It is important to note that CEI programs represent just one of several possible demand-side economic approaches to HIV prevention. Another approach is micro-finance, which refers to the provision of small-scale financial investments or loans (which must be re-paid) to economically disadvantaged people who are at risk for HIV, in order to stimulate outcomes distally associated with HIV risk reduction such as entrepreneurship and asset building (Pronyk, et al., 2006). In contrast to the specificity of CEI programs on targeted behavioral outcomes, micro-finance programs are primarily regarded as poverty reduction interventions that may yield collateral effects on HIV as one of many possible outcomes.
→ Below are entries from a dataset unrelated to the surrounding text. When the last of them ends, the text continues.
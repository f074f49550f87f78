//! Per-peer replication session and the audio source façade.
//!
//! A [`Session`] is the explicit context object for one peer. It owns the
//! registries ([`Context`]), the [`CommandDispatcher`] and the
//! [`FadeScheduler`], and is driven by calling [`Session::tick`] once per time
//! step on a single thread. Network receive, fades and random loops all
//! advance inside that call, so no two mutations ever race.
//!
//! Sources are controlled through [`SourceProxy`]: setters and actions only
//! issue commands, and the visible state changes once the command comes back
//! through the dispatcher. Getters read the last applied local state.

use crate::clip::{ClipHandle, ClipId, ClipRegistry};
use crate::command::{Action, Command, SourceId};
use crate::dispatcher::{CommandDispatcher, Disposition};
use crate::error::Result;
use crate::fade::FadeScheduler;
use crate::links::LinkGraph;
use crate::source::{SourceEntry, SourceOutput, SourceRegistry};
use crate::transport::{PeerId, Transport};
use std::sync::Arc;

/// Registries shared by the dispatcher and the proxies.
#[derive(Debug)]
pub struct Context {
    /// Frozen clip catalog.
    pub clips: Arc<ClipRegistry>,
    /// Live sources on this peer.
    pub sources: SourceRegistry,
    /// Declared links between sources.
    pub links: LinkGraph,
}

impl Context {
    pub fn new(clips: Arc<ClipRegistry>) -> Self {
        Self {
            clips,
            sources: SourceRegistry::new(),
            links: LinkGraph::new(),
        }
    }
}

/// Tunables supplied by the embedder.
#[derive(Clone, Debug, Default)]
pub struct SessionOptions {
    /// Seed for random clip loops. `None` seeds from the OS.
    pub seed: Option<u64>,
}

/// Outcome of draining the transport once.
#[derive(Clone, Copy, Debug, Default, PartialEq, Eq)]
pub struct PumpReport {
    pub applied: usize,
    pub relayed: usize,
    pub dropped: usize,
}

impl PumpReport {
    pub fn total(&self) -> usize {
        self.applied + self.relayed + self.dropped
    }

    fn merge(&mut self, other: PumpReport) {
        self.applied += other.applied;
        self.relayed += other.relayed;
        self.dropped += other.dropped;
    }
}

/// Replication state of one peer.
pub struct Session<T: Transport> {
    ctx: Context,
    dispatcher: CommandDispatcher<T>,
    fades: FadeScheduler,
}

impl<T: Transport> Session<T> {
    /// Create a session over a transport with a pre-built clip registry.
    pub fn new(clips: Arc<ClipRegistry>, transport: T, options: SessionOptions) -> Self {
        let fades = match options.seed {
            Some(seed) => FadeScheduler::with_seed(seed),
            None => FadeScheduler::new(),
        };
        Self {
            ctx: Context::new(clips),
            dispatcher: CommandDispatcher::new(transport),
            fades,
        }
    }

    pub fn local_peer(&self) -> PeerId {
        self.dispatcher.transport().local_peer()
    }

    pub fn is_authoritative(&self) -> bool {
        self.dispatcher.transport().is_authoritative()
    }

    pub fn context(&self) -> &Context {
        &self.ctx
    }

    pub fn clips(&self) -> &ClipRegistry {
        &self.ctx.clips
    }

    pub fn fades(&self) -> &FadeScheduler {
        &self.fades
    }

    pub fn dispatcher(&self) -> &CommandDispatcher<T> {
        &self.dispatcher
    }

    /// Register a source as its entity comes online.
    pub fn spawn_source(&mut self, id: SourceId, output: Box<dyn SourceOutput>) -> Result<()> {
        self.ctx.sources.insert(id, output)?;
        log::info!("[SOURCES] {}: source {} online", self.local_peer(), id);
        Ok(())
    }

    /// Tear down a source: its registry entry, every link touching it, and
    /// its fade and random-loop tasks.
    pub fn despawn_source(&mut self, id: SourceId) -> Result<Box<dyn SourceOutput>> {
        let output = self.ctx.sources.remove(id)?;
        self.ctx.links.remove_source(id);
        self.fades.remove_source(id);
        log::info!("[SOURCES] {}: source {} offline", self.local_peer(), id);
        Ok(output)
    }

    /// Link `from` to `to` with the given damping.
    pub fn add_link(&mut self, from: SourceId, to: SourceId, damping: f32, bidirectional: bool) {
        self.ctx.links.add_link(from, to, damping, bidirectional);
    }

    /// Remove a link; returns the number of directed edges removed.
    pub fn remove_link(&mut self, from: SourceId, to: SourceId, bidirectional: bool) -> usize {
        self.ctx.links.remove_link(from, to, bidirectional)
    }

    /// Get the façade for a registered source.
    pub fn source(&mut self, id: SourceId) -> Result<SourceProxy<'_, T>> {
        self.ctx.sources.get(id)?;
        Ok(SourceProxy { id, session: self })
    }

    /// Send a command through the dispatcher.
    pub fn issue(&mut self, cmd: Command) -> Result<()> {
        self.dispatcher.issue(&cmd)
    }

    /// Drain and handle every message currently waiting on the transport.
    ///
    /// Per-message failures are logged and counted; they never stop the loop.
    pub fn pump(&mut self) -> PumpReport {
        let mut report = PumpReport::default();
        while let Some(envelope) = self.dispatcher.next_envelope() {
            match self.dispatcher.receive(&envelope, &mut self.ctx, &mut self.fades) {
                Ok(Disposition::Relayed) => report.relayed += 1,
                Ok(Disposition::Applied { .. }) => report.applied += 1,
                Err(e) => {
                    log::warn!(
                        "[DISPATCH] {}: dropping message from {}: {}",
                        self.local_peer(),
                        envelope.from,
                        e
                    );
                    report.dropped += 1;
                }
            }
        }
        report
    }

    /// Advance the session by one time step of `dt` seconds.
    ///
    /// Handles pending messages, then advances fades and random loops, and
    /// issues any one-shots the loops fired.
    pub fn tick(&mut self, dt: f64) -> PumpReport {
        let mut report = self.pump();

        let fired = self.fades.tick(dt, &mut self.ctx.sources);
        for cmd in fired {
            if let Err(e) = self.dispatcher.issue(&cmd) {
                log::warn!("[LOOP] {}: failed to issue one-shot for source {}: {}", self.local_peer(), cmd.source, e);
            }
        }

        report.merge(self.pump());
        report
    }
}

impl<T: Transport> std::fmt::Debug for Session<T> {
    fn fmt(&self, f: &mut std::fmt::Formatter<'_>) -> std::fmt::Result {
        f.debug_struct("Session")
            .field("peer", &self.local_peer())
            .field("sources", &self.ctx.sources.len())
            .field("links", &self.ctx.links.edge_count())
            .field("stats", &self.dispatcher.stats())
            .finish_non_exhaustive()
    }
}

/// Façade for one audio source.
///
/// Every setter and action sends a [`Command`]; nothing changes locally until
/// that command is received back. A getter called right after a setter may
/// therefore still see the old value.
pub struct SourceProxy<'a, T: Transport> {
    id: SourceId,
    session: &'a mut Session<T>,
}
Other demand-side interventions include price adjustment efforts that increase demand for and accessibility of HIV prevention resources by lowering the price of goods such as condoms, injection needles, or HIV test services. This latter approach represents a traditional market-based economic strategy for inducing behavior change, contrasting with CEI programs that invoke both psychological and behavioral economics principles.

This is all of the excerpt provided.